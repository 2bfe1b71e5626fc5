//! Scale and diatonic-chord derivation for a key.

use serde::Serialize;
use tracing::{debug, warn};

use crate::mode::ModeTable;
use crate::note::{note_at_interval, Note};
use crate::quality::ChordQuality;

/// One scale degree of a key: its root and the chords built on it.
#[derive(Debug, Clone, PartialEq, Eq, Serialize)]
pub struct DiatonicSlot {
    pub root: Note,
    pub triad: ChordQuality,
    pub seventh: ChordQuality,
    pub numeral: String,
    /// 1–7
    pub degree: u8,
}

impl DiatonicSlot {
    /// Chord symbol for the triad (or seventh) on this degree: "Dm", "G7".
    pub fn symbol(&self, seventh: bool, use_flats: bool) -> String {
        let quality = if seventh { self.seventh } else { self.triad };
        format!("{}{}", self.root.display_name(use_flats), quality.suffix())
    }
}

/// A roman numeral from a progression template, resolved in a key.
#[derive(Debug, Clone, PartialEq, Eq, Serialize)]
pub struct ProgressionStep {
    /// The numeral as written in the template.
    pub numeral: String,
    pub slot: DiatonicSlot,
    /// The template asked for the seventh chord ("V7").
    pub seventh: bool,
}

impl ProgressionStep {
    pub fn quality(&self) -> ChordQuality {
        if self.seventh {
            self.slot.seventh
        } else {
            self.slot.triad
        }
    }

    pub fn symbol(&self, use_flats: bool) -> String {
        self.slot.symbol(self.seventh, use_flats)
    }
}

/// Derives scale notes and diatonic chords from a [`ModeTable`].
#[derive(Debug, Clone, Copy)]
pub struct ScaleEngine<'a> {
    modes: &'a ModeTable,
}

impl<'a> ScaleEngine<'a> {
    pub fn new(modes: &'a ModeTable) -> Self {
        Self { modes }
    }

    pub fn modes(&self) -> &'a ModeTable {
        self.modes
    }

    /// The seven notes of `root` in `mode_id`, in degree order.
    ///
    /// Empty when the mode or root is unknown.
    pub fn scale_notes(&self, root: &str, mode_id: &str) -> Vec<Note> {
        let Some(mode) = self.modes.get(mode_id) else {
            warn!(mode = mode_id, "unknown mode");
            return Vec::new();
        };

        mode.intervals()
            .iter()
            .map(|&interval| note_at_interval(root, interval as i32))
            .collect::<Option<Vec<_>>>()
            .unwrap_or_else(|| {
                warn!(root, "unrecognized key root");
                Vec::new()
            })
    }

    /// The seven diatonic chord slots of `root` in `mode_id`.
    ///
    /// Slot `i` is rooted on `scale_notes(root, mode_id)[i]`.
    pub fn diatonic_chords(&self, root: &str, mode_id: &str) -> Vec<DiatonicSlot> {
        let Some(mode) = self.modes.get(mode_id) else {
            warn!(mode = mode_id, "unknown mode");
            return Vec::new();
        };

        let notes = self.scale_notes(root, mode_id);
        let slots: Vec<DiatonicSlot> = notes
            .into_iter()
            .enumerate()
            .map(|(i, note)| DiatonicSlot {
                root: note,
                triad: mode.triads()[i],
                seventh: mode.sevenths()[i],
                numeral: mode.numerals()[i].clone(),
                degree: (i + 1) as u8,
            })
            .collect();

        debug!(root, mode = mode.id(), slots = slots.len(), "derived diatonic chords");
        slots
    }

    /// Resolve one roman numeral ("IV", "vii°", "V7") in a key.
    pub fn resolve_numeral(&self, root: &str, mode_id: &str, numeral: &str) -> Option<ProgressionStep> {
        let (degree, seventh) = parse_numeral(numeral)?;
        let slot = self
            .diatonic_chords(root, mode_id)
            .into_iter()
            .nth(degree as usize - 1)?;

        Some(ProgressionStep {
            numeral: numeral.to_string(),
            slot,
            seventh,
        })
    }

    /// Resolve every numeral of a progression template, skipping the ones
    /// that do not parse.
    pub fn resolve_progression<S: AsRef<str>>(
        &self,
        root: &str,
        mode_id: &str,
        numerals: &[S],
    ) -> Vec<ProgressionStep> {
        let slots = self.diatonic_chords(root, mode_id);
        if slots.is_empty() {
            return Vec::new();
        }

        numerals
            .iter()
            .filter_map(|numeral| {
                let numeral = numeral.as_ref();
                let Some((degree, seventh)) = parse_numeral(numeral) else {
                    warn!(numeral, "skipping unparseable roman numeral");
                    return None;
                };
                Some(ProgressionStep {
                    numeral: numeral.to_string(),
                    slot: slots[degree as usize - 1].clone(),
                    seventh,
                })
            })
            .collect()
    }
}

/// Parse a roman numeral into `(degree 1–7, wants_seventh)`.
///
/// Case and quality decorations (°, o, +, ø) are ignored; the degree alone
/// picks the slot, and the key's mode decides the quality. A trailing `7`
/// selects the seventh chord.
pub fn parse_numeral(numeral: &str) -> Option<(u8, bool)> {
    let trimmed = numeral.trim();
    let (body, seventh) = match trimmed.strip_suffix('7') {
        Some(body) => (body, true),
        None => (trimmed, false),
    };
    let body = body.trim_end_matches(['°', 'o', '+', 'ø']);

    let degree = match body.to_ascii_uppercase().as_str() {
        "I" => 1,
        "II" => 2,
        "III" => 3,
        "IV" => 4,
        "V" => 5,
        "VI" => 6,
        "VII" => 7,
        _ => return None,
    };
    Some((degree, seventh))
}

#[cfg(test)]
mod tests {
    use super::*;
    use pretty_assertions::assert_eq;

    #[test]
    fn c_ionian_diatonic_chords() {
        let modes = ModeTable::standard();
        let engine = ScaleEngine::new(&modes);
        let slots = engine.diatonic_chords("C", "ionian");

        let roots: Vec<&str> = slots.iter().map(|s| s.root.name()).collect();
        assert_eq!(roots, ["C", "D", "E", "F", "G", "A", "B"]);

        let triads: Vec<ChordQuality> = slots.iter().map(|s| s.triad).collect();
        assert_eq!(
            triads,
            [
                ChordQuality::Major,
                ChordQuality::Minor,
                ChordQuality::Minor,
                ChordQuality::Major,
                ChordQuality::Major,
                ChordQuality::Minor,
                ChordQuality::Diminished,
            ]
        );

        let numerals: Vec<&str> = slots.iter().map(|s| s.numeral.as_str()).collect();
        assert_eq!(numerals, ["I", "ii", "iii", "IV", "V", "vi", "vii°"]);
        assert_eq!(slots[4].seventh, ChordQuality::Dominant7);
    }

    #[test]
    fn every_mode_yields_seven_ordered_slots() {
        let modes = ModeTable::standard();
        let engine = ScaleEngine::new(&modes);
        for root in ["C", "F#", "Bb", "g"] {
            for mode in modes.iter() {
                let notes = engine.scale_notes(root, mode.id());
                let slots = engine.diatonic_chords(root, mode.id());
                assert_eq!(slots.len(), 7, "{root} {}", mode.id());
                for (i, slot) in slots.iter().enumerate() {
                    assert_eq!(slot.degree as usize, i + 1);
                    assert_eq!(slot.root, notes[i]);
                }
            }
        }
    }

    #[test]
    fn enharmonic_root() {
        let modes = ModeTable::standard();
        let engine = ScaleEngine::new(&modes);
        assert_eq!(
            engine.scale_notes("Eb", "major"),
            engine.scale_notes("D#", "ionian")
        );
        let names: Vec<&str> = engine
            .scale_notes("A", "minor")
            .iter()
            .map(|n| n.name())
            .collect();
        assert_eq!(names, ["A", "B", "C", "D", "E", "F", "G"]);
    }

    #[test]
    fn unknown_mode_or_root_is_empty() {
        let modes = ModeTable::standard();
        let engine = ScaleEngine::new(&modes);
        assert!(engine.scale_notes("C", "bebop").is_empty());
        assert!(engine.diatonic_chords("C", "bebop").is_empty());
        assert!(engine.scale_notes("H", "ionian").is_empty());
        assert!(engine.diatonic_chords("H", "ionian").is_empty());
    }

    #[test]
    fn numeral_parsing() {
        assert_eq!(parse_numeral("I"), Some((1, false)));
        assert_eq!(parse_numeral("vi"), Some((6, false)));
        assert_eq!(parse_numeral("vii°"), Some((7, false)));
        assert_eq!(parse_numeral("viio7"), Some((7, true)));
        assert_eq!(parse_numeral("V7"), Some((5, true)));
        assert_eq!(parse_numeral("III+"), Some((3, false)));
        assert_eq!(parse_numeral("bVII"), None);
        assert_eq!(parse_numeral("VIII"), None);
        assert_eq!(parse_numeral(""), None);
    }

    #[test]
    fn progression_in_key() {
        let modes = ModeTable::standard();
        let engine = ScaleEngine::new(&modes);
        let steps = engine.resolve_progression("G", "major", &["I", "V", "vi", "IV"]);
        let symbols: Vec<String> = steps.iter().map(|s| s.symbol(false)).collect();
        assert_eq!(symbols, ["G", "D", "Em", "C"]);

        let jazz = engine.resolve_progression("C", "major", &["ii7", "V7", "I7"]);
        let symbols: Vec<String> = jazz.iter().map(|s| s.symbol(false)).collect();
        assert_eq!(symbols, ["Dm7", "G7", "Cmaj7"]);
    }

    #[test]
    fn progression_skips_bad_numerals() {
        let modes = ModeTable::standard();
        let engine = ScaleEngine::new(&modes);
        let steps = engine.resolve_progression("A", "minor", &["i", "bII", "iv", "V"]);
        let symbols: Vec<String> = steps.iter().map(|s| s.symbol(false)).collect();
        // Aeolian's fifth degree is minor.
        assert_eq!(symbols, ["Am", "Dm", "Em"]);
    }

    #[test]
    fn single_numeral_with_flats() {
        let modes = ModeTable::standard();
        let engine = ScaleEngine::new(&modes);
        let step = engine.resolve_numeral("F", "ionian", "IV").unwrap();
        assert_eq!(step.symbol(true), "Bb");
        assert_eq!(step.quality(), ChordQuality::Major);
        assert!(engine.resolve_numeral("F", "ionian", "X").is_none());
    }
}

========================================================================

■ Exercise
Every line above that holds the string "warn" should be copied out.

■ Solution to this task
use tracing::{debug, warn};
            warn!(mode = mode_id, "unknown mode");
                warn!(root, "unrecognized key root");
            warn!(mode = mode_id, "unknown mode");
                    warn!(numeral, "skipping unparseable roman numeral");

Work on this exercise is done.